Ok so I have the RR caliper of my 91 Passat 'cause I couldn't press and turn with enough force all at once to compress the piston while it was on the car.
I have it in the vice held by the caliper body. I have a big ass C clamp pressing on the piston and a pair of vise grips around the piston to rotate it. Finally it goes in.
It seemed to take a lot of pressing force, even with the rotation. How do I know if the piston is OK or not? It sure seemed to take a lot of force! I thought it was toast till I read these posts.
Thanks,
BJH


----------



## Brainstatic911 (Sep 13, 2003)

if you lift the boot on the caliper a lil bit you can spray some lube in there..just to help it move a little bit more freely. next time you go to change the pads look at the difference in pad thickness.. say the outer pad is still 1/2 there and the inner pad is gone then it mean the caliper is still sticking and that your should replace it. if they are wearing equally then your good to go.. i wouldn't worry about it failing you due to the fact that is your rear pads and most cars rely more heavily on the front set up.


----------



## mvillard (Mar 29, 2004)

*Re: (Brainstatic911)*

Wow, it seems like this is a common issue.
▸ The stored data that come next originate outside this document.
use clap::ValueEnum;
use tracing::level_filters::LevelFilter;
use tracing_subscriber::filter::Targets;
use tracing_subscriber::prelude::*;

/// Targets that follow `--log-level`. Everything else is held to warnings.
const CODEC_TARGETS: [&str; 2] = ["kserial", "kserial_frame"];

#[derive(Copy, Clone, Debug, PartialEq, Eq, ValueEnum)]
pub enum LogFormat {
    Text,
    Json,
}

#[derive(Copy, Clone, Debug, PartialEq, Eq, ValueEnum)]
pub enum LogLevel {
    Error,
    Warn,
    Info,
    /// Rejected candidates and skipped noise.
    Debug,
    /// Every located header and decoded packet.
    Trace,
}

impl LogLevel {
    pub fn as_filter(self) -> LevelFilter {
        match self {
            LogLevel::Error => LevelFilter::ERROR,
            LogLevel::Warn => LevelFilter::WARN,
            LogLevel::Info => LevelFilter::INFO,
            LogLevel::Debug => LevelFilter::DEBUG,
            LogLevel::Trace => LevelFilter::TRACE,
        }
    }
}

/// Per-target filter: codec crates at `level`, dependencies no louder than
/// `warn`.
pub fn codec_filter(level: LogLevel) -> Targets {
    let level = level.as_filter();
    Targets::new()
        .with_targets(CODEC_TARGETS.map(|target| (target, level)))
        .with_default(level.min(LevelFilter::WARN))
}

/// Install the stderr subscriber. Stdout carries decoded packets only.
pub fn init_logging(format: LogFormat, level: LogLevel) {
    let layer = tracing_subscriber::fmt::layer()
        .with_writer(std::io::stderr)
        .with_ansi(false)
        .with_target(false);
    let registry = tracing_subscriber::registry().with(codec_filter(level));

    let _ = match format {
        LogFormat::Text => registry.with(layer).try_init(),
        LogFormat::Json => registry.with(layer.json()).try_init(),
    };
}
I have to take the day off work tommorrow cause I have my breaks apart and can't get my Piston to compress to fit over the break pads. Do I need this "special" tool for a MK3 Jetta? Its pretty clear that I'm gonna kill these Calipers(probably with a sledge hammer) anyone know a good replacement, that does not require all this screwing around?


----------



## Brainstatic911 (Sep 13, 2003)

i'm not sure.......i don't know when vw decided to go with this style caliper..but you coan always just use the channel locks..


----------